§ ASSIGNMENT
Search the data for "configured" and copy every matching line.

§ RECORDS SHOWN

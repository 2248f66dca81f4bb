//! Runtime services and shared state for the helpdesk router.

use std::sync::Arc;

use tracing::{info, instrument};

use crate::{
    base::{
        catalog::Catalog,
        config::Config,
        types::{Res, Void},
    },
    interaction::summarize::Summarizer,
    routing::{assign::AutoAssigner, classify::Classifier},
    service::{api, llm::LlmClient, store::StoreClient},
};

/// Runtime service context that can be shared across the application.
///
/// This struct holds the configuration, catalog, store and LLM clients, and the
/// routing services built on them. It is designed to be trivially cloneable,
/// allowing it to be passed around without the need for `Arc` or `Mutex`.
#[derive(Clone)]
pub struct Runtime {
    /// The configuration for the application.
    pub config: Config,
    /// The routing catalog.
    pub catalog: Arc<Catalog>,
    /// The store client instance.
    pub store: StoreClient,
    /// The LLM client instance, when a credential is configured.
    pub llm: Option<LlmClient>,
    /// Classification pipeline.
    pub classifier: Classifier,
    /// Auto-assigner.
    pub assigner: AutoAssigner,
    /// Summarizer.
    pub summarizer: Summarizer,
}

impl Runtime {
    /// Create a new runtime instance.
    #[instrument(skip_all)]
    pub async fn new(config: Config) -> Res<Self> {
        // Initialize the store.
        let store = StoreClient::from_config(&config).await?;

        // Initialize the LLM client.
        let llm = LlmClient::from_config(&config);

        Self::with_services(config, store, llm)
    }

    /// Create a runtime around already-constructed clients.
    pub fn with_services(config: Config, store: StoreClient, llm: Option<LlmClient>) -> Res<Self> {
        let catalog = Arc::new(load_catalog(&config)?);

        let classifier = Classifier::from_config(&config, catalog.clone(), llm.clone());
        let assigner = AutoAssigner::new(store.clone(), config.assignment_strategy);
        let summarizer = Summarizer::from_config(&config, llm.clone());

        info!("Runtime ready with {} departments and `{:?}` assignment.", catalog.departments().len(), assigner.strategy());

        Ok(Self {
            config,
            catalog,
            store,
            llm,
            classifier,
            assigner,
            summarizer,
        })
    }

    pub async fn start(&self) -> Void {
        api::serve(self.clone()).await
    }
}

/// Load the configured catalog and apply the default-department override.
pub fn load_catalog(config: &Config) -> Res<Catalog> {
    let mut catalog = Catalog::load(config.catalog_path.as_deref())?;

    if let Some(department) = &config.default_department {
        catalog.set_default_department(department)?;
    }

    Ok(catalog)
}

// Tests.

§ RESULT OF THIS TASK
    /// The LLM client instance, when a credential is configured.
/// Load the configured catalog and apply the default-department override.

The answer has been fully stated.